ACTIVITY
Pull out every line of the listing below where "polynomial" appears.

DATA SUPPLIED
▼▼▼

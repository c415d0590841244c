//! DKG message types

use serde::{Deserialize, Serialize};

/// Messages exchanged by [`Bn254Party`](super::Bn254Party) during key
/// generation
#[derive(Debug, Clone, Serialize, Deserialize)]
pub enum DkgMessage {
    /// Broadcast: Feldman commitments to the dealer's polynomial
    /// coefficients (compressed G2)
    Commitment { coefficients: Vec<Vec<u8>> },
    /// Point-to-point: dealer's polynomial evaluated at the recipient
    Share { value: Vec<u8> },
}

▲▲▲

COMPLETED TASK
    /// Broadcast: Feldman commitments to the dealer's polynomial
    /// Point-to-point: dealer's polynomial evaluated at the recipient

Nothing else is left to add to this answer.